Today, the college’s code of ethics says psychiatrists must take “appropriate action” if they receive a complaint but does not specify what that is. “That’s because it may vary from case to case,” says Dr Joan Lawrence, inaugural chariwoman of the college’s professional conduct committee. It’s hard for doctors to act if the patient does not want to lay a formal complaint, she says.

Hacker says doctors might fail to act because they are uncertain what they should do, are reluctant to repeat allegations that they cannot verify, or fear being sued for defamation. Breen agrees that defamation is an issue. Doctors are protected from being sued for reporting suspicions that a colleague is impaired but have no immunity if a report of sexual misconduct is found to be unsubstantiated. A State Government review of the act that governs the board is considering the question.

The Government is also examining the problem of the struck-off practitioner. There is nothing to stop deregistered psychologists or psychiatrists from calling themselves “counsellors” and continuing to practise. “Dr Doe” did so for at least a short while.

Breen encourages doctors to call the board and discuss any concerns informally – anonymously, even – so that the board can at least get a sense of whether multiple patients are complaining about certain practitioners. It has also tried to reduce the trauma for all parties by employing counsellors to support them emotionally.

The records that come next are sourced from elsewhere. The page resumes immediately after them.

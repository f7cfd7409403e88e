use std::time::Duration;

use anyhow::{bail, Context, Result};
use jobplane_scheduling::{PassSettings, DEFAULT_CONTROL_PLANE_GROUP, DEFAULT_SCHEDULE_INTERVAL};

use crate::db::DbConfig;

#[derive(Debug, Clone)]
pub struct Config {
    pub log_level: String,
    pub dev_mode: bool,
    pub schedule_interval: Duration,
    pub control_plane_group: String,
    pub database: DbConfig,
}

impl Config {
    pub fn from_env() -> Result<Self> {
        Self::from_lookup(|key| std::env::var(key).ok())
    }

    /// Build the configuration from an arbitrary variable source.
    pub fn from_lookup(lookup: impl Fn(&str) -> Option<String>) -> Result<Self> {
        let log_level = lookup("JOBPLANE_LOG_LEVEL").unwrap_or_else(|| "info".to_string());

        let dev_mode = lookup("JOBPLANE_DEV")
            .map(|v| v == "1" || v.to_lowercase() == "true")
            .unwrap_or(false);

        let schedule_interval = parse_interval(lookup("JOBPLANE_SCHEDULE_INTERVAL_SECS"))?;

        let control_plane_group = lookup("JOBPLANE_CONTROL_PLANE_GROUP")
            .filter(|name| !name.trim().is_empty())
            .unwrap_or_else(|| DEFAULT_CONTROL_PLANE_GROUP.to_string());

        let database = DbConfig::from_lookup(&lookup);

        Ok(Self {
            log_level,
            dev_mode,
            schedule_interval,
            control_plane_group,
            database,
        })
    }

    pub fn pass_settings(&self) -> PassSettings {
        PassSettings {
            control_plane_group: self.control_plane_group.clone(),
        }
    }
}

fn parse_interval(value: Option<String>) -> Result<Duration> {
    let Some(value) = value else {
        return Ok(DEFAULT_SCHEDULE_INTERVAL);
    };
    let secs: u64 = value
        .trim()
        .parse()
        .with_context(|| format!("JOBPLANE_SCHEDULE_INTERVAL_SECS must be a number, got {value:?}"))?;
    if secs == 0 {
        bail!("JOBPLANE_SCHEDULE_INTERVAL_SECS must be greater than zero");
    }
    Ok(Duration::from_secs(secs))
}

The task of disciplinary boards, though, is essentially to mop up the mess after the damage has been done. The question of how to prevent it remains.

Hacker holds out little prospect of detecting the conscienceless psychopath in time: “There are psychopaths in all walks of life, and they are charming chaps. Some of them are very bright and get to very senior positions in the judiciary, in politics. Medicine is not immune from these people.”

Professor Ball doubts that psychological testing would help with screening: “One of my worst murderers had had batteries of tests (because) he was in the military services. They were all perfectly normal; none of them picked up that he had been dangerous since he was 15, writing sadistic fantasies and so on. And there are books now telling you how to fake personality tests.”

Professional education might help. Researcher Heather Gridley asked GPs how they would respond to a complaint of sexual misconduct. She said they knew little of the procedures and tended to believe, mistakenly, that it was their job to question the complainant and verify the allegation before taking it further. “The women doctors were certainly much more prepared to be advocates for the patient. I think that’s a straight-out identification thing.”

Gridley, a senior psychology lecturer at Victoria University of Technology, sees a potential conflict of interest with registration boards run by professions. They try to protect the public, but, she says, “It’s like trying to do it with the handbrake on. There will always be a tendency to defend your own. It’s harder for professionals, even if they are aware of the issues, to take the position of the client.”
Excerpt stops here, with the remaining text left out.